If $Y=y$, then the Red team will have $y$ out of the $n$ people on it. There are $\binom{n-1}{y-1}$ options that have player $A$ on the Red team. Meanwhile, there are $\binom{n}{y}$ total options. That ratio comes out to

$$ \frac{\binom{n-1}{y-1}}{\binom{n}{y}} = \frac{(n-1)!}{(y-1)!(n-y)!} \cdot \frac{(y)!(n-y)!}{(n)!} = \frac{y}{n} $$

The much more intuitive way of seeing this is that with each choice $\frac{k}{n}$ of the players end up on the Red team. So because no player is more likely to end up on the Red team than anyone else, everyone must have probability $\frac{k}{n}$.
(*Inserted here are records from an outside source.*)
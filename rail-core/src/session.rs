//! Per-connection session context shared by every channel handler.
//!
//! The context is created by whoever owns the RDP connection and handed
//! to channel handlers by reference. It carries the settings the
//! RemoteApp handshake reads, the owning client's abort hook, and the
//! lock that serializes outbound writes across all channels.

use std::fmt;
use std::sync::Arc;

use parking_lot::{Mutex, MutexGuard};
use serde::{Deserialize, Serialize};

// ── SessionSettings ──────────────────────────────────────────────

/// Connection settings consumed by the RemoteApp handshake.
#[derive(Debug, Clone, PartialEq, Eq, Serialize, Deserialize)]
#[serde(default)]
pub struct SessionSettings {
    /// Desktop width in pixels.
    pub width: u16,
    /// Desktop height in pixels.
    pub height: u16,
    /// Program (or `||alias`) to launch on the server.
    pub remote_app: String,
    /// Working directory for the program.
    pub remote_app_dir: String,
    /// Command-line arguments for the program.
    pub remote_app_args: String,
}

impl Default for SessionSettings {
    fn default() -> Self {
        Self {
            width: 1024,
            height: 768,
            remote_app: String::new(),
            remote_app_dir: String::new(),
            remote_app_args: String::new(),
        }
    }
}

// ── AbortStatus ──────────────────────────────────────────────────

/// Status reported to the session's consumer when the session is aborted.
#[repr(u16)]
#[derive(Debug, Clone, Copy, PartialEq, Eq, Hash)]
pub enum AbortStatus {
    /// The client itself failed.
    ServerError = 0x0200,
    /// The remote desktop server did not respond in time.
    UpstreamTimeout = 0x0202,
    /// The remote desktop server reported an error.
    UpstreamError = 0x0203,
    /// The remote desktop server is up but cannot serve the request.
    UpstreamUnavailable = 0x0208,
}

impl fmt::Display for AbortStatus {
    fn fmt(&self, f: &mut fmt::Formatter<'_>) -> fmt::Result {
        match self {
            AbortStatus::ServerError => write!(f, "server error"),
            AbortStatus::UpstreamTimeout => write!(f, "upstream timeout"),
            AbortStatus::UpstreamError => write!(f, "upstream error"),
            AbortStatus::UpstreamUnavailable => write!(f, "upstream unavailable"),
        }
    }
}

// ── SessionClient ────────────────────────────────────────────────

/// The client that owns the RDP connection.
///
/// Outlives every channel handler; handlers only ever hold an `Arc`.
pub trait SessionClient: Send + Sync {
    /// Terminate the session, reporting `status` and `message` to whoever
    /// consumes it.
    fn abort(&self, status: AbortStatus, message: &str);
}

// ── SessionContext ───────────────────────────────────────────────

/// Shared state for one RDP connection.
pub struct SessionContext {
    client: Arc<dyn SessionClient>,
    settings: SessionSettings,
    write_lock: Mutex<()>,
}

impl SessionContext {
    pub fn new(client: Arc<dyn SessionClient>, settings: SessionSettings) -> Self {
        Self {
            client,
            settings,
            write_lock: Mutex::new(()),
        }
    }

    pub fn settings(&self) -> &SessionSettings {
        &self.settings
    }

    /// Abort the owning client session.
    pub fn abort(&self, status: AbortStatus, message: &str) {
        self.client.abort(status, message);
    }

    /// Run `f` while holding the outbound-write lock.
    ///
    /// Every write to the shared connection, from any channel, goes
    /// through here. Hold it for one PDU send at a time. On return the
    /// lock passes straight to the longest-waiting writer, so a caller
    /// re-entering for its next send queues behind other channels.
    pub fn with_write_lock<T>(&self, f: impl FnOnce() -> T) -> T {
        let guard = self.write_lock.lock();
        let out = f();
        MutexGuard::unlock_fair(guard);
        out
    }
}

impl fmt::Debug for SessionContext {
    fn fmt(&self, f: &mut fmt::Formatter<'_>) -> fmt::Result {
        f.debug_struct("SessionContext")
            .field("settings", &self.settings)
            .finish_non_exhaustive()
    }
}

// ── Tests ────────────────────────────────────────────────────────
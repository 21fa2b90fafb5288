//! Lifecycle of a RemoteApp channel.
//!
//! ```text
//!  Disconnected ──► ChannelConnected ──► AwaitingHandshake ──► HandshakeInFlight ──► Running
//!                                                                   ▲                 │
//!                                                                   └── re-handshake ─┘
//!  any ──► Terminated(Failed)        Running ──► Terminated(Closed)
//! ```

use std::fmt;
use std::time::Instant;

use crate::error::RailError;

/// Why a channel stopped.
#[derive(Debug, Clone, Copy, PartialEq, Eq)]
pub enum Termination {
    /// A send failed or the server refused to launch the program.
    Failed,
    /// The connection was torn down.
    Closed,
}

/// Current phase of the RemoteApp channel.
#[derive(Debug, Clone, PartialEq, Eq, Default)]
pub enum RailPhase {
    #[default]
    Disconnected,

    /// The transport announced the `rail` channel.
    ChannelConnected,

    /// Callbacks are installed; nothing may be sent until the server
    /// handshake arrives.
    AwaitingHandshake,

    /// Handshake, client status, system parameters and execute are being sent.
    HandshakeInFlight,

    /// The execute request went out.
    Running {
        since: Instant,
    },

    Terminated(Termination),
}

impl fmt::Display for RailPhase {
    fn fmt(&self, f: &mut fmt::Formatter<'_>) -> fmt::Result {
        match self {
            Self::Disconnected => write!(f, "Disconnected"),
            Self::ChannelConnected => write!(f, "ChannelConnected"),
            Self::AwaitingHandshake => write!(f, "AwaitingHandshake"),
            Self::HandshakeInFlight => write!(f, "HandshakeInFlight"),
            Self::Running { .. } => write!(f, "Running"),
            Self::Terminated(Termination::Failed) => write!(f, "Terminated(Failed)"),
            Self::Terminated(Termination::Closed) => write!(f, "Terminated(Closed)"),
        }
    }
}

impl RailPhase {
    pub fn is_running(&self) -> bool {
        matches!(self, Self::Running { .. })
    }

    pub fn is_terminated(&self) -> bool {
        matches!(self, Self::Terminated(_))
    }

    // ── Transitions ──────────────────────────────────────────────

    /// Valid from: `Disconnected`.
    pub fn connect(&mut self) -> Result<(), RailError> {
        match self {
            Self::Disconnected => {
                *self = Self::ChannelConnected;
                Ok(())
            }
            _ => Err(RailError::ProtocolViolation(
                "cannot connect: channel not in Disconnected state",
            )),
        }
    }

    /// Valid from: `ChannelConnected`.
    pub fn await_handshake(&mut self) -> Result<(), RailError> {
        match self {
            Self::ChannelConnected => {
                *self = Self::AwaitingHandshake;
                Ok(())
            }
            _ => Err(RailError::ProtocolViolation(
                "cannot await handshake: channel not in ChannelConnected state",
            )),
        }
    }

    /// Valid from: `AwaitingHandshake`, `Running` (server re-sent its handshake).
    pub fn begin_handshake(&mut self) -> Result<(), RailError> {
        match self {
            Self::AwaitingHandshake | Self::Running { .. } => {
                *self = Self::HandshakeInFlight;
                Ok(())
            }
            _ => Err(RailError::ProtocolViolation(
                "cannot handshake: channel not awaiting a handshake",
            )),
        }
    }

    /// Valid from: `HandshakeInFlight`.
    pub fn complete_handshake(&mut self) -> Result<(), RailError> {
        match self {
            Self::HandshakeInFlight => {
                *self = Self::Running {
                    since: Instant::now(),
                };
                Ok(())
            }
            _ => Err(RailError::ProtocolViolation(
                "cannot complete handshake: no handshake in flight",
            )),
        }
    }

    /// Force `Terminated(Failed)` from any state.
    pub fn fail(&mut self) {
        *self = Self::Terminated(Termination::Failed);
    }

    /// Mark the channel closed. A failure already recorded is kept.
    pub fn close(&mut self) {
        if !matches!(self, Self::Terminated(Termination::Failed)) {
            *self = Self::Terminated(Termination::Closed);
        }
    }
}
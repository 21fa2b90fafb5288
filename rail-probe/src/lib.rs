//! # rail-probe
//!
//! Drives a single RemoteApp launch against a peer that speaks raw RAIL
//! PDUs over TCP, reporting whether the server started the program.

pub mod config;
pub mod probe;
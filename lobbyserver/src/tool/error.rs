//! 로비 에러 분류 체계
//!
//! 로비에서 발생하는 에러를 종류별로 분류하고 심각도에 맞는 로그
//! 레벨로 기록합니다.
//!
//! 종류별 전파 정책:
//! - `Protocol`: 연결 버퍼 폐기 후 연결 유지
//! - `Transport`: 해당 연결 종료
//! - `Auth` / `Capacity`: 구조화된 응답 패킷으로 변환, 연결 유지
//! - `Internal`: 상황에 따라 치명적일 수 있음

use std::fmt;
use tracing::{error, info, warn};

/// 로비 에러 타입
#[derive(Debug, Clone)]
pub enum LobbyError {
    /// 프로토콜 에러 (잘못된 버전, 알 수 없는 코드 등)
    Protocol { addr: String, message: String },

    /// 전송 계층 에러 (TCP 읽기/쓰기 실패)
    Transport { addr: String, message: String },

    /// 인증 에러 (자격 증명 거부, 백엔드 접근 불가)
    Auth { message: String },

    /// 수용 에러 (배정 가능한 방 없음, 방 프로세스 실행 실패)
    Capacity { message: String },

    /// 내부 에러
    Internal { component: String, message: String },
}

impl fmt::Display for LobbyError {
    fn fmt(&self, f: &mut fmt::Formatter<'_>) -> fmt::Result {
        match self {
            LobbyError::Protocol { addr, message } => {
                write!(f, "프로토콜 에러 [{}]: {}", addr, message)
            }
            LobbyError::Transport { addr, message } => {
                write!(f, "전송 에러 [{}]: {}", addr, message)
            }
            LobbyError::Auth { message } => write!(f, "인증 에러: {}", message),
            LobbyError::Capacity { message } => write!(f, "수용 에러: {}", message),
            LobbyError::Internal { component, message } => {
                write!(f, "내부 에러 [{}]: {}", component, message)
            }
        }
    }
}

impl std::error::Error for LobbyError {}

/// 에러 심각도 레벨
#[derive(Debug, Clone, Copy, PartialEq, Eq)]
pub enum ErrorSeverity {
    /// 정상 동작 중 발생하는 예상 가능한 상황
    Info,
    /// 주의가 필요하지만 서비스는 계속 가능
    Warning,
    /// 기능에 영향을 주는 실패
    Error,
}

/// 에러를 심각도에 맞는 로그 레벨로 기록하는 핸들러
pub struct ErrorHandler;

impl ErrorHandler {
    pub fn handle(err: LobbyError, severity: ErrorSeverity) {
        match severity {
            ErrorSeverity::Info => info!("{}", err),
            ErrorSeverity::Warning => warn!("{}", err),
            ErrorSeverity::Error => error!("{}", err),
        }
    }
}
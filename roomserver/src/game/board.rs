//! 게임 보드
//!
//! 20×50 그리드 상태와 배치, 유효성 검사, 깃발 로직, 스프라이트
//! 진행, RLE 인코딩을 담당합니다.
//!
//! # 이중 그리드 규약
//!
//! - `past_grid`: 직전 틱 종료 시점의 확정 스냅샷. 틱 중의 모든
//!   이동/스펠 검사는 이 그리드만 참조합니다.
//! - `current_grid`: 누적된 변경분이 반영되는 그리드. 틱 말미의
//!   `update`에서 변경분을 적용한 뒤 `past_grid`로 승격됩니다.
//!
//! 틱 처리 단계는 보드 락을 잡지 않고 `past_grid`만 읽으므로
//! (틱 사이에는 동결 상태) 경합이 없습니다.

use anyhow::{anyhow, Context, Result};
use parking_lot::RwLock;

use super::bot::Bot;
use super::cell::Cell;
use super::items::{Flag, WallPosition};
use super::player::Player;
use super::sprite::{Sprite, FREEZE_STUN_TICKS};
use super::tracker::ChangeTracker;

/// 보드 행 수
pub const ROWS: usize = 20;
/// 보드 열 수
pub const COLS: usize = 50;

/// 보드 그리드
pub type Grid = [[Cell; COLS]; ROWS];

#[derive(Debug, Clone)]
struct Grids {
    current: Grid,
    past: Grid,
}

/// 게임 보드
pub struct Board {
    grids: RwLock<Grids>,
    pub tracker: ChangeTracker,
    pub flags: Vec<Flag>,
    pub players: Vec<Player>,
    pub bots: Vec<Bot>,
    pub sprites: Vec<Sprite>,
}

impl Board {
    /// 맵 구성 요소로 보드를 초기화합니다.
    ///
    /// 벽 → 깃발 → 플레이어 → 봇 순서로 `past_grid`에 찍은 뒤
    /// `current_grid`를 같은 상태로 맞춥니다.
    pub fn init(
        walls: &[WallPosition],
        mut flags: Vec<Flag>,
        players: Vec<Player>,
        bots: Vec<Bot>,
    ) -> Self {
        let empty: Grid = [[Cell::EMPTY; COLS]; ROWS];
        let board = Self {
            grids: RwLock::new(Grids {
                current: empty,
                past: empty,
            }),
            tracker: ChangeTracker::new(),
            flags: Vec::new(),
            players: Vec::new(),
            bots: Vec::new(),
            sprites: Vec::new(),
        };

        {
            let mut grids = board.grids.write();
            for wall in walls {
                let (ys, xs) = wall.start();
                let (ye, xe) = wall.end();
                for y in ys..=ye.min(ROWS - 1) {
                    for x in xs..=xe.min(COLS - 1) {
                        grids.past[y][x] = Cell::WALL;
                    }
                }
            }
            for flag in &mut flags {
                flag.set_base();
                let (y, x) = (flag.y as usize, flag.x as usize);
                grids.past[y][x] = Cell(flag.team);
            }
            for player in &players {
                grids.past[player.y as usize][player.x as usize] = player.number;
            }
            for bot in &bots {
                grids.past[bot.player.y as usize][bot.player.x as usize] = bot.player.number;
            }
            grids.current = grids.past;
        }

        Self {
            flags,
            players,
            bots,
            ..board
        }
    }

    /// 좌표가 보드 안에 있는지 여부
    pub fn in_bounds(&self, x: i32, y: i32) -> bool {
        x >= 0 && x < COLS as i32 && y >= 0 && y < ROWS as i32
    }

    /// 이동/스펠 대상 칸으로 유효한지 검사합니다.
    ///
    /// 경계 안이면서 `past_grid`가 벽이 아니어야 합니다. 틱 중간의
    /// `current_grid`는 절대 참조하지 않습니다.
    pub fn is_valid_position(&self, x: i32, y: i32) -> bool {
        if !self.in_bounds(x, y) {
            return false;
        }
        self.grids.read().past[y as usize][x as usize] != Cell::WALL
    }

    /// `past_grid`의 셀 값. 경계 밖은 벽으로 취급합니다.
    pub fn past_cell(&self, x: i32, y: i32) -> Cell {
        if !self.in_bounds(x, y) {
            return Cell::WALL;
        }
        self.grids.read().past[y as usize][x as usize]
    }

    /// `current_grid` 스냅샷
    pub fn current_grid(&self) -> Grid {
        self.grids.read().current
    }

    /// `past_grid` 스냅샷
    pub fn past_grid(&self) -> Grid {
        self.grids.read().past
    }

    /// 스프라이트를 등록합니다.
    pub fn add_sprite(&mut self, sprite: Sprite) {
        self.sprites.push(sprite);
    }

    /// `(x, y)`에 있는 적 깃발을 탈취 처리하고 인덱스를 반환합니다.
    pub fn check_flag_captured(&mut self, team: u8, y: i32, x: i32) -> Option<usize> {
        for (idx, flag) in self.flags.iter_mut().enumerate() {
            if flag.team != team && flag.x == x && flag.y == y {
                flag.is_captured = true;
                return Some(idx);
            }
        }
        None
    }

    /// 자기 팀 깃발 기지 위에 도달했는지 검사합니다.
    ///
    /// 득점이면 적 깃발이 기지에 다시 보이도록 기지 셀 변경을
    /// 기록하고 `true`를 반환합니다.
    pub fn check_flag_won(&mut self, team: u8, y: i32, x: i32) -> bool {
        for idx in 0..self.flags.len() {
            let flag = &self.flags[idx];
            let (base_y, base_x) = flag.base();
            if flag.team == team && base_x == x && base_y == y {
                let enemy_idx = (idx + 1) % self.flags.len();
                let enemy = &self.flags[enemy_idx];
                let (ey, ex) = enemy.base();
                let enemy_cell = Cell(enemy.team);
                self.tracker.save_delta(ex, ey, enemy_cell);
                return true;
            }
        }
        false
    }

    /// 누적된 변경분을 `current_grid`에 적용하고 `past_grid`로
    /// 승격합니다. 변경분은 삽입 순서대로 적용되어 같은 셀은 나중
    /// 값이 이깁니다.
    pub fn update(&mut self) {
        let mut grids = self.grids.write();
        for delta in self.tracker.deltas() {
            grids.current[delta.y as usize][delta.x as usize] = Cell(delta.value);
        }
        grids.past = grids.current;
    }

    /// 스프라이트를 한 틱 진행합니다.
    ///
    /// 빙결 조각은 직전 칸을 지우고 전진한 뒤 충돌을 해석합니다:
    /// 벽이면 소멸, 적 플레이어면 대상을 20틱 빙결시키고 소멸.
    /// 수명이 끝난 스프라이트는 목록에서 제거됩니다.
    pub fn update_sprites(&mut self) {
        let mut sprites = std::mem::take(&mut self.sprites);
        for sprite in &mut sprites {
            match sprite {
                Sprite::Dash(dash) => {
                    let (x, y, cell) = dash.update();
                    self.tracker.save_delta(x, y, cell);
                }
                Sprite::Freeze(freeze) => {
                    self.tracker.save_delta(freeze.x, freeze.y, Cell::EMPTY);
                    let (x, y, cell) = freeze.update();
                    let past = self.past_cell(x, y);
                    if past == Cell::WALL {
                        freeze.terminate();
                    } else if past.is_player() {
                        let team = freeze.team;
                        let mut hit = false;
                        for player in self.players.iter_mut() {
                            if player.number == past && player.team != team {
                                player.is_frozen = FREEZE_STUN_TICKS;
                                hit = true;
                            }
                        }
                        for bot in self.bots.iter_mut() {
                            if bot.player.number == past && bot.player.team != team {
                                bot.player.is_frozen = FREEZE_STUN_TICKS;
                                hit = true;
                            }
                        }
                        if hit {
                            freeze.terminate();
                        }
                    } else if !freeze.cleared() {
                        self.tracker.save_delta(x, y, cell);
                    }
                }
            }
        }
        sprites.retain(|s| !s.cleared());
        self.sprites = sprites;
    }

    /// 셀이 다시 비면 안전한 깃발을 다시 찍습니다.
    pub fn replace_hidden_flag(&mut self) {
        for idx in 0..self.flags.len() {
            let flag = &self.flags[idx];
            if flag.is_safe() && self.past_cell(flag.x, flag.y) == Cell::EMPTY {
                let (x, y, team) = (flag.x, flag.y, flag.team);
                self.tracker.save_delta(x, y, Cell(team));
            }
        }
    }

    /// 플레이어 `idx`의 대기 행동을 해석합니다. 득점 시 `true`.
    pub fn take_player_action(&mut self, idx: usize) -> bool {
        let mut player = std::mem::take(&mut self.players[idx]);
        let scored = player.take_action(self);
        self.players[idx] = player;
        scored
    }

    /// 봇 `idx`의 행동을 결정하고 해석합니다. 득점 시 `true`.
    pub fn take_bot_action(&mut self, idx: usize, tick: u32) -> bool {
        let mut bot = std::mem::take(&mut self.bots[idx]);
        bot.choose_action(tick, self);
        let scored = bot.player.take_action(self);
        self.bots[idx] = bot;
        scored
    }
}

/// 그리드를 RLE로 인코딩합니다.
///
/// 행마다 연속 구간을 ASCII `셀:개수`로 쓰고 `|`로 잇습니다. 행
/// 구분자는 따로 없으며 디코더가 행 우선 순서로 1000칸을 채웁니다.
pub fn run_length_encode(grid: &Grid) -> Vec<u8> {
    let mut runs: Vec<String> = Vec::new();
    for row in grid {
        let mut current = row[0];
        let mut count = 1usize;
        for cell in &row[1..] {
            if *cell == current {
                count += 1;
            } else {
                runs.push(format!("{}:{}", current.0, count));
                current = *cell;
                count = 1;
            }
        }
        runs.push(format!("{}:{}", current.0, count));
    }
    runs.join("|").into_bytes()
}

/// RLE 페이로드를 그리드로 복원합니다.
pub fn rle_decode(data: &[u8]) -> Result<Grid> {
    let text = std::str::from_utf8(data).context("RLE 페이로드가 utf-8이 아님")?;
    let mut grid: Grid = [[Cell::EMPTY; COLS]; ROWS];
    let mut filled = 0usize;

    for run in text.split('|') {
        let (value, count) = run
            .split_once(':')
            .ok_or_else(|| anyhow!("잘못된 RLE 구간: {run}"))?;
        let value: u8 = value.parse().with_context(|| format!("셀 값 파싱 실패: {run}"))?;
        let count: usize = count.parse().with_context(|| format!("구간 길이 파싱 실패: {run}"))?;

        for _ in 0..count {
            if filled >= ROWS * COLS {
                return Err(anyhow!("RLE 페이로드가 보드 크기를 초과"));
            }
            grid[filled / COLS][filled % COLS] = Cell(value);
            filled += 1;
        }
    }

    if filled != ROWS * COLS {
        return Err(anyhow!("RLE 페이로드가 보드를 다 채우지 못함: {filled}칸"));
    }
    Ok(grid)
}

#[cfg(test)]
mod tests {
    use super::*;

    fn empty_board() -> Board {
        Board::init(&[], Vec::new(), Vec::new(), Vec::new())
    }

    #[test]
    fn test_wall_placement_variants() {
        let walls = vec![
            // 한 칸 벽
            WallPosition {
                start_pos: [1, 1],
                end_pos: [1, 1],
            },
            // 가로 벽
            WallPosition {
                start_pos: [2, 3],
                end_pos: [2, 6],
            },
            // 세로 벽
            WallPosition {
                start_pos: [4, 5],
                end_pos: [7, 5],
            },
            // 직사각형 벽
            WallPosition {
                start_pos: [6, 6],
                end_pos: [8, 8],
            },
        ];
        let board = Board::init(&walls, Vec::new(), Vec::new(), Vec::new());
        let grid = board.past_grid();

        assert_eq!(grid[1][1], Cell::WALL);
        for x in 3..=6 {
            assert_eq!(grid[2][x], Cell::WALL);
        }
        for y in 4..=7 {
            assert_eq!(grid[y][5], Cell::WALL);
        }
        for y in 6..=8 {
            for x in 6..=8 {
                assert_eq!(grid[y][x], Cell::WALL);
            }
        }
        // 벽은 유효한 이동 대상이 아니다.
        assert!(!board.is_valid_position(1, 1));
        assert!(board.is_valid_position(0, 0));
    }

    #[test]
    fn test_is_valid_position_bounds() {
        let board = empty_board();
        assert!(board.is_valid_position(0, 0));
        assert!(board.is_valid_position(COLS as i32 - 1, ROWS as i32 - 1));
        assert!(!board.is_valid_position(-1, 0));
        assert!(!board.is_valid_position(0, -1));
        assert!(!board.is_valid_position(COLS as i32, 0));
        assert!(!board.is_valid_position(0, ROWS as i32));
    }

    #[test]
    fn test_rle_uniform_grid() {
        let grid: Grid = [[Cell::WALL; COLS]; ROWS];
        let encoded = run_length_encode(&grid);
        let expected = vec!["1:50"; ROWS].join("|");
        assert_eq!(encoded, expected.into_bytes());
    }

    #[test]
    fn test_rle_alternating_grid() {
        let mut grid: Grid = [[Cell::EMPTY; COLS]; ROWS];
        for row in grid.iter_mut() {
            for (x, cell) in row.iter_mut().enumerate() {
                *cell = if x % 5 == 0 { Cell::WALL } else { Cell::PLAYER1 };
            }
        }
        let encoded = run_length_encode(&grid);
        let row_runs = vec!["1:1|2:4"; 10].join("|");
        let expected = vec![row_runs; ROWS].join("|");
        assert_eq!(encoded, expected.into_bytes());
    }

    #[test]
    fn test_rle_roundtrip_mixed_pattern() {
        let pattern = [1u8, 1, 2, 2, 2, 3, 3, 1, 1, 1];
        let mut grid: Grid = [[Cell::EMPTY; COLS]; ROWS];
        for row in grid.iter_mut() {
            for (x, cell) in row.iter_mut().enumerate() {
                *cell = Cell(pattern[x % pattern.len()]);
            }
        }
        let decoded = rle_decode(&run_length_encode(&grid)).unwrap();
        assert_eq!(decoded, grid);
    }

    #[test]
    fn test_rle_decode_rejects_bad_payload() {
        assert!(rle_decode(b"1:10").is_err()); // 너무 짧음
        assert!(rle_decode(b"oops").is_err());
        assert!(rle_decode(format!("1:{}", ROWS * COLS + 1).as_bytes()).is_err());
    }

    #[test]
    fn test_update_applies_deltas_in_order() {
        let mut board = empty_board();
        board.tracker.save_delta(3, 4, Cell::PLAYER1);
        board.tracker.save_delta(3, 4, Cell::PLAYER2);
        board.update();

        let grid = board.current_grid();
        // 같은 셀은 나중 변경이 이긴다.
        assert_eq!(grid[4][3], Cell::PLAYER2);
        // past_grid로 승격된다.
        assert_eq!(board.past_cell(3, 4), Cell::PLAYER2);
    }

    #[test]
    fn test_flag_capture_and_win_detection() {
        let mut flags = vec![
            Flag {
                team: 6,
                x: 2,
                y: 10,
                ..Default::default()
            },
            Flag {
                team: 7,
                x: 47,
                y: 10,
                ..Default::default()
            },
        ];
        for flag in &mut flags {
            flag.set_base();
        }
        let mut board = Board::init(&[], flags, Vec::new(), Vec::new());

        // 자기 팀 깃발은 탈취할 수 없다.
        assert!(board.check_flag_captured(6, 10, 2).is_none());
        // 적 깃발 위에서는 탈취된다.
        let idx = board.check_flag_captured(6, 10, 47).expect("탈취 실패");
        assert_eq!(board.flags[idx].team, 7);
        assert!(board.flags[idx].is_captured);

        // 자기 기지에 도달하면 득점이고 적 깃발 기지 셀이 다시 찍힌다.
        board.tracker.reset();
        assert!(board.check_flag_won(6, 10, 2));
        let deltas = board.tracker.deltas();
        assert_eq!(deltas.len(), 1);
        assert_eq!((deltas[0].x, deltas[0].y, deltas[0].value), (47, 10, 7));
    }

    #[test]
    fn test_replace_hidden_flag() {
        let mut flags = vec![Flag {
            team: 6,
            x: 2,
            y: 10,
            ..Default::default()
        }];
        for flag in &mut flags {
            flag.set_base();
        }
        let mut board = Board::init(&[], flags, Vec::new(), Vec::new());

        // 깃발 셀을 비운다 (플레이어가 지나간 상황).
        board.tracker.save_delta(2, 10, Cell::EMPTY);
        board.update();
        board.tracker.reset();

        board.replace_hidden_flag();
        let deltas = board.tracker.deltas();
        assert_eq!(deltas.len(), 1);
        assert_eq!((deltas[0].x, deltas[0].y, deltas[0].value), (2, 10, 6));

        // 탈취 중인 깃발은 다시 찍지 않는다.
        board.flags[0].is_captured = true;
        board.tracker.reset();
        board.replace_hidden_flag();
        assert!(board.tracker.is_empty());
    }
}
Now because of the way this problem (and many problems like this) is set up, the conditionals are easier to work with than the joint distribution. But once we have the joint distribution we can get whatever we want by summing. So the questions are, what is the joint distribution? And what do we want?

I'll help get you started on that. Ultimately what we care about is the size of teams, and which one player $A$ is on. Let us call A's team $T_A$. We could answer the question if we knew:

$$ P(T_A = x, Y=y) = P(T_A=x|Y=y) \cdot P(Y=y). $$

I think you can work that out. My question to you is, what is $P(A$ is on a team of size $k)$ in terms of $P(T_A = x, Y=y)$?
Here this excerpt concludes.